Kiir’s remarks at the Commission for Truth, Reconciliation, and Healing (CTRH) launch.
Excellencies Vice Presidents of the Republic;
Honorable Minister of Justice and Constitutional Affairs and other national ministers present;
Honorable Presidential Advisors;
Members of the Diplomatic Community Accredited to the Republic of South Sudan;
Representatives of the International Organizations and our Development Partners;
Ladies and Gentlemen,
Good afternoon. I am pleased to join you today at the launch of this public consultation on the establishment of the Commission for Truth, Reconciliation and Healing (CTRH).
Today, we mark another milestone in the implementation of the Revitalized Peace Agreement. As we embark on this process, we need to remember a few points.

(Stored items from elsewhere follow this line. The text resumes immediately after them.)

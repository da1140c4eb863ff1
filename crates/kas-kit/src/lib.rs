//! An ergonomic Rust client for the Klaytn API Service (KAS).
//!
//! **kas-kit** wraps the KAS REST services (wallet, KIP-7, KIP-17, KIP-37,
//! token history and metadata) behind one client with typed, awaitable
//! calls.
//!
//! # Quick Start
//!
//! ```rust,no_run
//! use kas_kit::*;
//!
//! #[tokio::main]
//! async fn main() -> Result<(), kas_kit::Error> {
//!     // Configure once
//!     let kas = Kas::builder(Chain::Testnet, "access-key-id", "secret-access-key")
//!         .production()
//!         .build();
//!
//!     // Mint an NFT; the token id may be any integer, decimal or hex string
//!     let kip17 = kas.kip17()?;
//!     let tx = kip17
//!         .mint("my-nft", "0x60498fEFBF1705A3Db8d7Bb5c80D5238956343e5", 1, "https://example.com/1.json")?
//!         .await?;
//!     println!("submitted {}", tx.transaction_hash);
//!
//!     Ok(())
//! }
//! ```
//!
//! # Design Principles
//!
//! 1. **Single entry point**: Every service hangs off the [`Kas`] client
//! 2. **Validate before sending**: Argument, identifier and option errors are
//!    returned synchronously, before any request exists
//! 3. **One wire format for ids**: Token ids and amounts are always sent as
//!    canonical `0x` hex ([`HexId`])
//! 4. **Futures first, callbacks welcome**: Every call is awaitable and can
//!    also drive a callback ([`Call::callback`])
//!
//! # Core Types
//!
//! - [`HexId`] / [`normalize_id`] - Canonical token identifiers
//! - [`QueryOptions`] - Validated paging and filter options
//! - [`ContractOptions`] - Fee-payer options for contract deployment
//! - [`Page`] - One page of a list endpoint
//! - [`Call`] - A prepared call, awaitable or callback-driven
//!
//! # Pagination
//!
//! ```rust,no_run
//! use kas_kit::*;
//!
//! # async fn example(kas: Kas) -> Result<(), Error> {
//! let kip17 = kas.kip17()?;
//! let mut options = QueryOptions::builder().size(100).build()?;
//! loop {
//!     let page = kip17.token_list("my-nft", options)?.await?;
//!     for token in &page.items {
//!         println!("{} -> {}", token.token_id, token.owner);
//!     }
//!     let Some(cursor) = page.next_cursor() else { break };
//!     options = QueryOptions::builder().size(100).cursor(cursor).build()?;
//! }
//! # Ok(())
//! # }
//! ```

pub mod client;
pub mod error;
pub mod resources;
pub mod types;

// Re-export commonly used types at crate root
pub use error::{Error, TransportError};
pub use types::*;

// Re-export client types
pub use client::{
    Arg, ArgKind, ArgValue, CHAIN_ID_HEADER, Call, CallResult, Callback, Completion,
    ENV_ACCESS_KEY_ID, ENV_CHAIN_ID, ENV_SECRET_ACCESS_KEY, Encoding, Endpoint, Facade, Field,
    HttpTransport, Kas, KasBuilder, Literal, Param, ParamKind, RawResponse, ResolvedArgs,
    RetryConfig, Transport, build_request, resolve,
};

// Re-export resource clients
pub use resources::{
    ContractDeploy, ContractExecution, Kip7, Kip17, Kip37, Metadata, TokenHistory, ValueTransfer,
    Wallet, catalogue, find_endpoint,
};
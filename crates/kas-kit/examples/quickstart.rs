//! Quickstart - Essential KAS operations
//!
//! Covers: accounts, KIP-17 minting, token history, callbacks, raw invocation
//!
//! Run: cargo run --example quickstart
//!
//! Set environment variables first:
//!   KAS_CHAIN_ID=1001
//!   KAS_ACCESS_KEY_ID=...
//!   KAS_SECRET_ACCESS_KEY=...

use kas_kit::*;
use serde_json::json;

// ============================================================================
// 1. Wallet accounts
// ============================================================================

async fn wallet_example(kas: &Kas) -> Result<(), Error> {
    println!("=== Wallet Example ===\n");

    let wallet = kas.wallet()?;

    let count = wallet.account_count()?.await?;
    println!("This key manages {} accounts", count.count);

    let account = wallet.create_account()?.await?;
    println!("Created {}", account.address);

    Ok(())
}

// ============================================================================
// 2. KIP-17 tokens
// ============================================================================

async fn kip17_example(kas: &Kas, owner: &str) -> Result<(), Error> {
    println!("\n=== KIP-17 Example ===\n");

    let kip17 = kas.kip17()?;

    // Token ids accept integers, decimal strings or hex strings
    let tx = kip17
        .mint("quickstart-nft", owner, "42", "https://example.com/42.json")?
        .await?;
    println!("Mint submitted: {}", tx.transaction_hash);

    // Walk the contract's tokens a page at a time
    let mut options = QueryOptions::builder().size(10).build()?;
    loop {
        let page = kip17.token_list("quickstart-nft", options)?.await?;
        for token in &page.items {
            println!("  {} owned by {}", token.token_id, token.owner);
        }
        let Some(cursor) = page.next_cursor() else {
            break;
        };
        options = QueryOptions::builder().size(10).cursor(cursor).build()?;
    }

    Ok(())
}

// ============================================================================
// 3. Token history with a callback
// ============================================================================

async fn history_example(kas: &Kas) -> Result<(), Error> {
    println!("\n=== Token History Example ===\n");

    let options = QueryOptions::builder()
        .kind([TransferKind::Ft, TransferKind::Nft])
        .size(5)
        .build()?;

    // The callback fires before the future resolves
    let page = kas
        .token_history()?
        .transfer_history(["1"], options)?
        .callback(|err, data, _raw| match err {
            Some(err) => println!("callback saw an error: {err}"),
            None => println!("callback saw {} bytes", data.map_or(0, |d| d.to_string().len())),
        })
        .await?;
    println!("{} transfers on this page", page.items.len());

    Ok(())
}

// ============================================================================
// 4. Raw invocation by endpoint name
// ============================================================================

async fn raw_example(kas: &Kas) -> Result<(), Error> {
    println!("\n=== Raw Invocation Example ===\n");

    let response = kas
        .invoke_named("kip7.contract_list", args![json!({ "size": 3 })])?
        .await?;
    println!("{response:#}");

    Ok(())
}

#[tokio::main]
async fn main() -> Result<(), Error> {
    let kas = Kas::from_env()?;

    let owner = std::env::var("KAS_OWNER_ADDRESS")
        .unwrap_or_else(|_| "0x60498fEFBF1705A3Db8d7Bb5c80D5238956343e5".to_string());

    wallet_example(&kas).await?;
    kip17_example(&kas, &owner).await?;
    history_example(&kas).await?;
    raw_example(&kas).await?;

    Ok(())
}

First, this chapter on transitional justice has three pillars: The Truth, Reconciliation and Healing pillar whose consultation we are launching today; The Hybrid Court for South Sudan (HCSS); and The Compensation and Reparation Authority (CRA).

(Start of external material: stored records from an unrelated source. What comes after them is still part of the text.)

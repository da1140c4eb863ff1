//! Awaitable calls with optional legacy callbacks.
//!
//! Every operation returns a [`Call`]. Awaiting it submits the request to
//! the transport exactly once. If a callback is attached it is invoked with
//! `(error, data, raw_response)` before the future settles, so code written
//! against the callback style and code written against futures observe the
//! same outcome.

use std::fmt;
use std::future::{Future, IntoFuture};
use std::marker::PhantomData;
use std::pin::Pin;
use std::sync::Arc;
use std::time::Duration;

use futures::channel::oneshot;
use serde::de::DeserializeOwned;
use serde_json::Value;
use tracing::debug;

use super::args::Callback;
use super::transport::{Completion, RawResponse, Transport};
use crate::error::{Error, TransportError};
use crate::types::{RequestDescriptor, ServiceErrorPayload};

/// The full outcome of a call, as seen by callbacks.
#[derive(Debug, Default)]
pub struct CallResult {
    pub value: Option<Value>,
    pub raw_response: Option<RawResponse>,
    pub error: Option<Error>,
}

impl CallResult {
    fn failed(error: Error) -> Self {
        Self {
            error: Some(error),
            ..Self::default()
        }
    }

    /// Returns true if the transport reported no error.
    pub fn is_ok(&self) -> bool {
        self.error.is_none()
    }

    /// Collapse into a result, leaving service error payloads untouched.
    pub fn into_value(self) -> Result<Value, Error> {
        match self.error {
            Some(error) => Err(error),
            None => Ok(self.value.unwrap_or(Value::Null)),
        }
    }

    /// Collapse into a result, turning a `{ code, message }` payload into
    /// [`Error::Service`].
    pub fn into_checked_value(self) -> Result<Value, Error> {
        let value = self.into_value()?;
        match ServiceErrorPayload::detect(&value) {
            Some(payload) => Err(Error::Service {
                code: payload.code,
                message: payload.message,
            }),
            None => Ok(value),
        }
    }
}

#[derive(Clone, Copy, Debug, PartialEq, Eq)]
enum Mode {
    /// Error-shaped payloads become `Error::Service`.
    Checked,
    /// Payloads are returned as delivered.
    PassThrough,
}

/// A prepared, not yet submitted call.
///
/// Arguments were validated when the call was prepared. Nothing reaches the
/// transport until the call is awaited, [`spawn`](Self::spawn)ed or
/// [`outcome`](Self::outcome) is polled. A dropped call is never sent and its
/// callback never runs.
///
/// # Example
///
/// ```rust,no_run
/// # use kas_kit::*;
/// # async fn example(kas: Kas) -> Result<(), Error> {
/// let kip17 = kas.kip17()?;
///
/// // Future style
/// let page = kip17.contract_list(None)?.await?;
///
/// // Callback style, still awaitable
/// kip17
///     .contract_list(None)?
///     .callback(|err, data, _raw| match err {
///         Some(e) => eprintln!("failed: {e}"),
///         None => println!("got {data:?}"),
///     })
///     .await?;
/// # Ok(())
/// # }
/// ```
#[must_use = "calls do nothing unless awaited or spawned"]
pub struct Call<T> {
    transport: Arc<dyn Transport>,
    request: RequestDescriptor,
    callback: Option<Callback>,
    timeout: Option<Duration>,
    mode: Mode,
    _output: PhantomData<fn() -> T>,
}

impl<T> Call<T> {
    pub(crate) fn new(
        transport: Arc<dyn Transport>,
        request: RequestDescriptor,
        callback: Option<Callback>,
    ) -> Self {
        Self {
            transport,
            request,
            callback,
            timeout: None,
            mode: Mode::Checked,
            _output: PhantomData,
        }
    }

    /// Attach a callback, replacing any callback given as an argument.
    ///
    /// The callback receives the transport error (not service error
    /// payloads), the decoded data and the raw response.
    pub fn callback(
        mut self,
        f: impl FnOnce(Option<&Error>, Option<&Value>, Option<&RawResponse>) + Send + 'static,
    ) -> Self {
        self.callback = Some(Box::new(f));
        self
    }

    /// Give up waiting after `duration`.
    ///
    /// The transport call is not cancelled; its outcome is discarded (the
    /// callback still runs when it arrives).
    pub fn timeout(mut self, duration: Duration) -> Self {
        self.timeout = Some(duration);
        self
    }

    /// The request this call will submit.
    pub fn request(&self) -> &RequestDescriptor {
        &self.request
    }

    /// Returns true if a callback is attached.
    pub fn has_callback(&self) -> bool {
        self.callback.is_some()
    }

    /// Resolve with the payload exactly as delivered, including
    /// `{ code, message }` service error payloads.
    pub fn raw(self) -> Call<Value> {
        Call {
            transport: self.transport,
            request: self.request,
            callback: self.callback,
            timeout: self.timeout,
            mode: Mode::PassThrough,
            _output: PhantomData,
        }
    }

    /// Submit and wait for the full outcome, including the raw response.
    pub async fn outcome(self) -> CallResult {
        let (tx, rx) = oneshot::channel();
        let callback = self.callback;
        let service = self.request.service;
        let path = self.request.path_template;

        let done = Completion::new(move |error, data, raw_response| {
            let error = error.map(Error::from);
            debug!(%service, path, ok = error.is_none(), "KAS call completed");
            if let Some(callback) = callback {
                callback(error.as_ref(), data.as_ref(), raw_response.as_ref());
            }
            let _ = tx.send(CallResult {
                value: data,
                raw_response,
                error,
            });
        });

        debug!(
            %service,
            method = %self.request.method,
            path = %self.request.resolved_path(),
            "submitting KAS call"
        );
        self.transport.submit(self.request, done);

        let received = match self.timeout {
            Some(duration) => match tokio::time::timeout(duration, rx).await {
                Ok(received) => received,
                Err(_) => return CallResult::failed(Error::Timeout(duration)),
            },
            None => rx.await,
        };

        received.unwrap_or_else(|_| CallResult::failed(TransportError::Dropped.into()))
    }
}

impl<T> Call<T>
where
    T: DeserializeOwned + Send + 'static,
{
    /// Run the call on the tokio runtime.
    pub fn spawn(self) -> tokio::task::JoinHandle<Result<T, Error>> {
        tokio::spawn(self.into_future())
    }
}

impl<T> IntoFuture for Call<T>
where
    T: DeserializeOwned + Send + 'static,
{
    type Output = Result<T, Error>;
    type IntoFuture = Pin<Box<dyn Future<Output = Self::Output> + Send>>;

    fn into_future(self) -> Self::IntoFuture {
        let mode = self.mode;
        Box::pin(async move {
            let outcome = self.outcome().await;
            let value = match mode {
                Mode::Checked => outcome.into_checked_value()?,
                Mode::PassThrough => outcome.into_value()?,
            };
            Ok(serde_json::from_value(value)?)
        })
    }
}

impl<T> fmt::Debug for Call<T> {
    fn fmt(&self, f: &mut fmt::Formatter<'_>) -> fmt::Result {
        f.debug_struct("Call")
            .field("request", &self.request)
            .field("has_callback", &self.callback.is_some())
            .field("timeout", &self.timeout)
            .field("mode", &self.mode)
            .finish()
    }
}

The establishment of the Commission for Truth, Reconciliation and Healing does not negate the other pillars. In light of the challenges that we are currently facing, what we need the most is reconciliation before the next step on pursuing punitive justice.

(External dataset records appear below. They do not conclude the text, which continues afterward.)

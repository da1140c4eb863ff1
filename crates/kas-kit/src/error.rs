//! Error types for kas-kit.
//!
//! # Error Hierarchy
//!
//! - [`Error`](enum@Error) - Main error type, returned by every operation
//!   - validation errors, raised synchronously before any request is sent
//!   - [`TransportError`] - failures reported by the [`Transport`](crate::Transport)
//!   - [`Error::Service`] - a `{ code, message }` payload inside a successful response
//!
//! # Catching Validation Errors
//!
//! Validation happens when a call is *prepared*, not when it is awaited, so
//! bad input can be handled without touching the network:
//!
//! ```rust,no_run
//! use kas_kit::*;
//!
//! # async fn example(kas: Kas) -> Result<(), Error> {
//! let options = QueryOptions::builder().size(2000).build();
//! assert!(matches!(options, Err(Error::InvalidOptionRange { .. })));
//!
//! match kas.kip17()?.mint("my-nft", "0xabc", -1, "https://example.com/1.json") {
//!     Err(Error::InvalidIdentifierType(reason)) => println!("rejected: {reason}"),
//!     Err(e) => return Err(e),
//!     Ok(call) => {
//!         call.await?;
//!     }
//! }
//! # Ok(())
//! # }
//! ```

use std::time::Duration;

use thiserror::Error;

use crate::types::Service;

// ============================================================================
// Transport Errors
// ============================================================================

/// Errors reported by a transport through its completion handler.
#[derive(Debug, Error)]
pub enum TransportError {
    // ─── Network ───
    #[error("HTTP error: {0}")]
    Http(#[from] reqwest::Error),

    #[error("Network error: {message}")]
    Network {
        message: String,
        status_code: Option<u16>,
        retryable: bool,
    },

    #[error("Timeout after {0} attempts")]
    Timeout(u32),

    // ─── Remote ───
    #[error("Service error {code} (HTTP {status_code}): {message}")]
    Service {
        status_code: u16,
        code: i64,
        message: String,
    },

    // ─── Response ───
    #[error("JSON parse error: {0}")]
    Json(#[from] serde_json::Error),

    #[error("Invalid response: {0}")]
    InvalidResponse(String),

    #[error("Transport dropped the request without completing it")]
    Dropped,
}

impl TransportError {
    /// Check if this error is worth retrying.
    pub fn is_retryable(&self) -> bool {
        match self {
            TransportError::Http(e) => e.is_timeout() || e.is_connect(),
            TransportError::Network { retryable, .. } => *retryable,
            TransportError::Timeout(_) => true,
            TransportError::Service { status_code, .. } => is_retryable_status(*status_code),
            _ => false,
        }
    }

    /// Create a network error.
    pub fn network(message: impl Into<String>, status_code: Option<u16>, retryable: bool) -> Self {
        TransportError::Network {
            message: message.into(),
            status_code,
            retryable,
        }
    }

    /// The HTTP status code, when the failure came with one.
    pub fn status_code(&self) -> Option<u16> {
        match self {
            TransportError::Network { status_code, .. } => *status_code,
            TransportError::Service { status_code, .. } => Some(*status_code),
            TransportError::Http(e) => e.status().map(|s| s.as_u16()),
            _ => None,
        }
    }
}

/// Check if an HTTP status code is retryable.
pub(crate) fn is_retryable_status(status: u16) -> bool {
    // 408 Request Timeout, 429 Too Many Requests, 5xx Server Errors
    status == 408 || status == 429 || (500..600).contains(&status)
}

// ============================================================================
// Main Error Type
// ============================================================================

/// Main error type for kas-kit operations.
#[derive(Debug, Error)]
pub enum Error {
    // ─── Validation ───
    #[error("Invalid argument shape: {0}")]
    InvalidArgumentShape(String),

    #[error("Invalid identifier type: {0}")]
    InvalidIdentifierType(String),

    #[error("Invalid type of {key}: {key} should be {expected}")]
    InvalidOptionType { key: String, expected: &'static str },

    #[error("Invalid value of {key}: {reason}")]
    InvalidOptionRange { key: String, reason: String },

    #[error("Invalid query options: only {allowed} can be used")]
    InvalidQueryOptions { allowed: String },

    // ─── Configuration ───
    #[error("{0} API is not initialized. Configure its endpoint on KasBuilder first.")]
    NotInitialized(Service),

    #[error("Unknown endpoint: {0}")]
    UnknownEndpoint(String),

    #[error("Invalid configuration: {0}")]
    Config(String),

    // ─── Call ───
    #[error(transparent)]
    Transport(#[from] TransportError),

    #[error("Service error {code}: {message}")]
    Service { code: i64, message: String },

    #[error("Call timed out after {0:?}")]
    Timeout(Duration),

    // ─── Serialization ───
    #[error("JSON error: {0}")]
    Json(#[from] serde_json::Error),
}

impl Error {
    /// Returns true for errors raised while preparing a call, before any
    /// request reached the transport.
    pub fn is_validation(&self) -> bool {
        matches!(
            self,
            Error::InvalidArgumentShape(_)
                | Error::InvalidIdentifierType(_)
                | Error::InvalidOptionType { .. }
                | Error::InvalidOptionRange { .. }
                | Error::InvalidQueryOptions { .. }
                | Error::NotInitialized(_)
                | Error::UnknownEndpoint(_)
        )
    }

    /// Returns true if the remote service answered with a `{ code, message }`
    /// payload, either in a 2xx body or alongside an error status.
    pub fn is_service_error(&self) -> bool {
        matches!(
            self,
            Error::Service { .. } | Error::Transport(TransportError::Service { .. })
        )
    }

    /// The service error code, if this is a service error.
    pub fn service_code(&self) -> Option<i64> {
        match self {
            Error::Service { code, .. } => Some(*code),
            Error::Transport(TransportError::Service { code, .. }) => Some(*code),
            _ => None,
        }
    }

    pub(crate) fn shape(message: impl Into<String>) -> Self {
        Error::InvalidArgumentShape(message.into())
    }
}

We need community healing first. Rather than devoting our energies to deterring specific acts of violence through criminal prosecution, we need to use reconciliation and forgiveness to eradicate the culture of impunity.
We have examples where reconciliation and traditional justice has worked here in South Sudan. Wunlit is one such example where we united our people at a critical time in our struggle.
We can also draw examples from the African continent. In Rwanda, we have seen the success of the Gacaca Courts. South Africa is another great example of the use of Truth and Reconciliation to address issues of transitional justice.
Let us encourage the use of our indigenous processes. Second, the Ministry of Justice and Constitutional Affairs and other institutions involved in this process need to always remember that the Commission for Truth, Reconciliation and Healing forms a critical part of the peace-building process in our country.
What does this mean? It means that the processes for the establishment and conduct of the Commission for Truth, Reconciliation and Healing must be: Fair; Transparent; Inclusive, and above all, be firmly based on the parameters set out in the agreement.
This is the only way the Commission for Truth, Reconciliation Healing will meet its objectives of: Receiving and documenting complaints, and Reviewing eyewitnesses accounts of what took place during the tragic events in our country.
My third point is that the Commission for Truth, Reconciliation and Healing must focus on serving the interest of the victims throughout its work.
The final truth that will come of this process must reflect what the victims went through. It is only after this that our country can achieve genuine reconciliation.
Today marks the beginning of the launch of the consultation process for the establishment of the Commission for Truth, Reconciliation and Healing.
I wish you all good luck and declare the launch of this very important process.